— EXERCISE OBJECTIVE —
Copy each line of the records that contains the word "WorkerState".

Records excerpted from a collection:
//! Heartbeat supervision and worker timeout handling.

use std::collections::HashSet;
use std::sync::{Arc, Mutex};
use std::time::Duration;

use tokio_util::sync::CancellationToken;
use uuid::Uuid;

use crate::domain::{now_unix, AuditRecord, WorkerState};
use crate::errors::EngineResult;
use crate::store::StoreHandle;
use crate::team::lifecycle::WorkerManager;

/// Tunable parameters for the supervisor loop. Zero-valued fields fall
/// back to defaults when constructing the supervisor.
#[derive(Debug, Clone, Copy, Default)]
pub struct SupervisorConfig {
    pub check_interval_sec: u64,
    pub heartbeat_max_age: i64,
}

/// Kind of timeout action taken against a worker.
#[derive(Debug, Clone, Copy, PartialEq, Eq)]
pub enum TimeoutKind {
    Soft,
    Hard,
}

/// A timeout action recorded by [`Supervisor::check_timeouts`].
#[derive(Debug, Clone)]
pub struct TimeoutAction {
    pub worker_id: String,
    pub kind: TimeoutKind,
}

/// Monitors worker heartbeats, escalating soft and hard timeouts.
///
/// A soft timeout only signals (state change + audit); a hard timeout also
/// replaces the worker immediately. Each supervisor owns exactly one stop
/// signal; [`Supervisor::stop_monitoring`] is safe to call any number of
/// times.
pub struct Supervisor {
    store: StoreHandle,
    manager: WorkerManager,
    pub config: SupervisorConfig,
    stop: CancellationToken,
    monitored: Mutex<HashSet<String>>,
}

impl Supervisor {
    pub fn new(store: StoreHandle, manager: WorkerManager, mut config: SupervisorConfig) -> Self {
        if config.check_interval_sec == 0 {
            config.check_interval_sec = 10;
        }
        if config.heartbeat_max_age == 0 {
            config.heartbeat_max_age = 30;
        }
        Supervisor {
            store,
            manager,
            config,
            stop: CancellationToken::new(),
            monitored: Mutex::new(HashSet::new()),
        }
    }

    /// Refresh a worker's heartbeat, or `worker_not_found`.
    pub async fn heartbeat(&self, worker_id: &str) -> EngineResult<()> {
        let id = worker_id.to_string();
        let now = now_unix();
        self.store
            .call(move |store| store.update_worker_heartbeat(&id, now))
            .await
    }

    /// Inspect all active workers for a task and act on any whose heartbeat
    /// age exceeds its soft or hard threshold. Hard timeouts win when both
    /// thresholds are crossed.
    pub async fn check_timeouts(
        &self,
        task_id: &str,
        now_unix: i64,
    ) -> EngineResult<Vec<TimeoutAction>> {
        let id = task_id.to_string();
        let workers = self
            .store
            .call(move |store| store.list_active_workers(&id))
            .await?;

        let mut actions = Vec::new();
        for worker in workers {
            let age = now_unix - worker.last_heartbeat;

            if worker.hard_timeout_sec > 0 && age > worker.hard_timeout_sec {
                let _ = self
                    .manager
                    .update_state(&worker.worker_id, WorkerState::HardTimeout)
                    .await;
                let _ = self.manager.replace(&worker.worker_id).await;
                actions.push(TimeoutAction {
                    worker_id: worker.worker_id.clone(),
                    kind: TimeoutKind::Hard,
                });
                self.audit_timeout(&worker.task_id, "hard_timeout").await;
            } else if worker.soft_timeout_sec > 0 && age > worker.soft_timeout_sec {
                let _ = self
                    .manager
                    .update_state(&worker.worker_id, WorkerState::SoftTimeout)
                    .await;
                actions.push(TimeoutAction {
                    worker_id: worker.worker_id.clone(),
                    kind: TimeoutKind::Soft,
                });
                self.audit_timeout(&worker.task_id, "soft_timeout").await;
            }
        }
        Ok(actions)
    }

    /// Spawn the background loop that periodically checks timeouts for a
    /// task. At most one loop runs per task; repeated calls for the same
    /// task are no-ops. The loop exits when `stop_monitoring` is called or
    /// the ambient cancellation fires.
    pub fn start_monitoring(self: &Arc<Self>, task_id: String, ambient: CancellationToken) {
        {
            let Ok(mut monitored) = self.monitored.lock() else {
                return;
            };
            if !monitored.insert(task_id.clone()) {
                return;
            }
        }

        let supervisor = Arc::clone(self);
        let interval = Duration::from_secs(self.config.check_interval_sec);
        tokio::spawn(async move {
            let mut ticker = tokio::time::interval(interval);
            // The first tick fires immediately; consume it so checks start
            // one full interval after spawn.
            ticker.tick().await;
            loop {
                tokio::select! {
                    _ = supervisor.stop.cancelled() => return,
                    _ = ambient.cancelled() => return,
                    _ = ticker.tick() => {
                        if let Err(err) = supervisor.check_timeouts(&task_id, now_unix()).await {
                            tracing::warn!(task_id = %task_id, error = %err, "timeout check failed");
                        }
                    }
                }
            }
        });
    }

    /// Signal the monitoring loop to stop. Idempotent.
    pub fn stop_monitoring(&self) {
        self.stop.cancel();
    }

    async fn audit_timeout(&self, task_id: &str, action: &str) {
        let record = AuditRecord {
            id: format!("aud-{}", Uuid::new_v4()),
            task_id: task_id.to_string(),
            category: "supervisor".into(),
            actor: "system".into(),
            action: action.to_string(),
            request_json: "{}".into(),
            decision_json: "{}".into(),
            severity: "warning".into(),
            created_at: now_unix(),
        };
        let _ = self
            .store
            .call(move |store| store.record_audit(&record))
            .await;
    }
}

#[cfg(test)]
mod tests {
    use super::*;
    use crate::domain::{Phase, WorkerSpec};
    use crate::store::Store;

    fn setup() -> (Arc<Supervisor>, WorkerManager, StoreHandle) {
        let store = StoreHandle::new(Store::open_in_memory().unwrap());
        let manager = WorkerManager::new(store.clone(), 10);
        let supervisor = Arc::new(Supervisor::new(
            store.clone(),
            manager.clone(),
            SupervisorConfig::default(),
        ));
        (supervisor, manager, store)
    }

    fn spec(soft: i64, hard: i64) -> WorkerSpec {
        WorkerSpec {
            task_id: "t1".into(),
            phase: Phase::C,
            role: "builder".into(),
            file_ownership: vec!["src/main.rs".into()],
            soft_timeout_sec: soft,
            hard_timeout_sec: hard,
        }
    }

    #[test]
    fn test_config_defaults_applied() {
        let store = StoreHandle::new(Store::open_in_memory().unwrap());
        let manager = WorkerManager::new(store.clone(), 10);
        let supervisor = Supervisor::new(store, manager, SupervisorConfig::default());
        assert_eq!(supervisor.config.check_interval_sec, 10);
        assert_eq!(supervisor.config.heartbeat_max_age, 30);
    }

    #[tokio::test]
    async fn test_heartbeat_unknown_worker() {
        let (supervisor, _manager, _store) = setup();
        let err = supervisor.heartbeat("ghost").await.unwrap_err();
        assert_eq!(err, crate::errors::EngineError::WorkerNotFound("ghost".into()));
    }

    #[tokio::test]
    async fn test_hard_timeout_replaces_worker() {
        let (supervisor, manager, store) = setup();
        let worker = manager.spawn(&spec(10, 30)).await.unwrap();

        let actions = supervisor
            .check_timeouts("t1", worker.last_heartbeat + 35)
            .await
            .unwrap();
        assert_eq!(actions.len(), 1);
        assert_eq!(actions[0].kind, TimeoutKind::Hard);
        assert_eq!(actions[0].worker_id, worker.worker_id);

        let timed_out_id = worker.worker_id.clone();
        let timed_out = store.call(move |s| s.get_worker(&timed_out_id)).await.unwrap();
        assert_eq!(timed_out.state, WorkerState::HardTimeout);

        // A replacement with identical role and ownership exists.
        let active = manager.list_active("t1").await.unwrap();
        assert_eq!(active.len(), 1);
        assert_ne!(active[0].worker_id, worker.worker_id);
        assert_eq!(active[0].role, worker.role);
        assert_eq!(active[0].file_ownership, worker.file_ownership);

        let audits = store.call(|s| s.list_audit("t1")).await.unwrap();
        assert!(audits.iter().any(|a| a.action == "hard_timeout" && a.severity == "warning"));
    }

    #[tokio::test]
    async fn test_soft_timeout_signals_without_replacing() {
        let (supervisor, manager, store) = setup();
        let worker = manager.spawn(&spec(10, 100)).await.unwrap();

        let actions = supervisor
            .check_timeouts("t1", worker.last_heartbeat + 15)
            .await
            .unwrap();
        assert_eq!(actions.len(), 1);
        assert_eq!(actions[0].kind, TimeoutKind::Soft);

        let id = worker.worker_id.clone();
        let soft = store.call(move |s| s.get_worker(&id)).await.unwrap();
        assert_eq!(soft.state, WorkerState::SoftTimeout);

        // Soft-timed-out workers are no longer active; no replacement spawned.
        assert!(manager.list_active("t1").await.unwrap().is_empty());
    }

    #[tokio::test]
    async fn test_mixed_timeouts_handled_in_one_pass() {
        let (supervisor, manager, _store) = setup();
        let slow = manager.spawn(&spec(10, 30)).await.unwrap();
        let slower = manager.spawn(&spec(10, 12)).await.unwrap();

        // 15s of silence: first worker is only soft, second crossed hard.
        let actions = supervisor
            .check_timeouts("t1", slow.last_heartbeat + 15)
            .await
            .unwrap();
        assert_eq!(actions.len(), 2);

        let soft = actions.iter().find(|a| a.worker_id == slow.worker_id).unwrap();
        assert_eq!(soft.kind, TimeoutKind::Soft);
        let hard = actions.iter().find(|a| a.worker_id == slower.worker_id).unwrap();
        assert_eq!(hard.kind, TimeoutKind::Hard);
    }

    #[tokio::test]
    async fn test_fresh_heartbeat_avoids_timeout() {
        let (supervisor, manager, _store) = setup();
        let worker = manager.spawn(&spec(10, 30)).await.unwrap();

        let actions = supervisor
            .check_timeouts("t1", worker.last_heartbeat + 5)
            .await
            .unwrap();
        assert!(actions.is_empty());
    }

    #[tokio::test]
    async fn test_zero_thresholds_disable_timeouts() {
        let (supervisor, manager, _store) = setup();
        let worker = manager.spawn(&spec(0, 0)).await.unwrap();

        let actions = supervisor
            .check_timeouts("t1", worker.last_heartbeat + 1_000_000)
            .await
            .unwrap();
        assert!(actions.is_empty());
    }

    #[tokio::test]
    async fn test_stop_monitoring_is_idempotent() {
        let (supervisor, _manager, _store) = setup();
        supervisor.start_monitoring("t1".into(), CancellationToken::new());
        supervisor.stop_monitoring();
        supervisor.stop_monitoring();
        supervisor.stop_monitoring();
    }

    #[tokio::test]
    async fn test_one_monitoring_loop_per_task() {
        let (supervisor, _manager, _store) = setup();
        let ambient = CancellationToken::new();
        supervisor.start_monitoring("t1".into(), ambient.clone());
        supervisor.start_monitoring("t1".into(), ambient.clone());
        supervisor.start_monitoring("t2".into(), ambient);

        assert_eq!(supervisor.monitored.lock().unwrap().len(), 2);
        supervisor.stop_monitoring();
    }
}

— WRITTEN RESPONSE —
use crate::domain::{now_unix, AuditRecord, WorkerState};
                    .update_state(&worker.worker_id, WorkerState::HardTimeout)
                    .update_state(&worker.worker_id, WorkerState::SoftTimeout)
        assert_eq!(timed_out.state, WorkerState::HardTimeout);
        assert_eq!(soft.state, WorkerState::SoftTimeout);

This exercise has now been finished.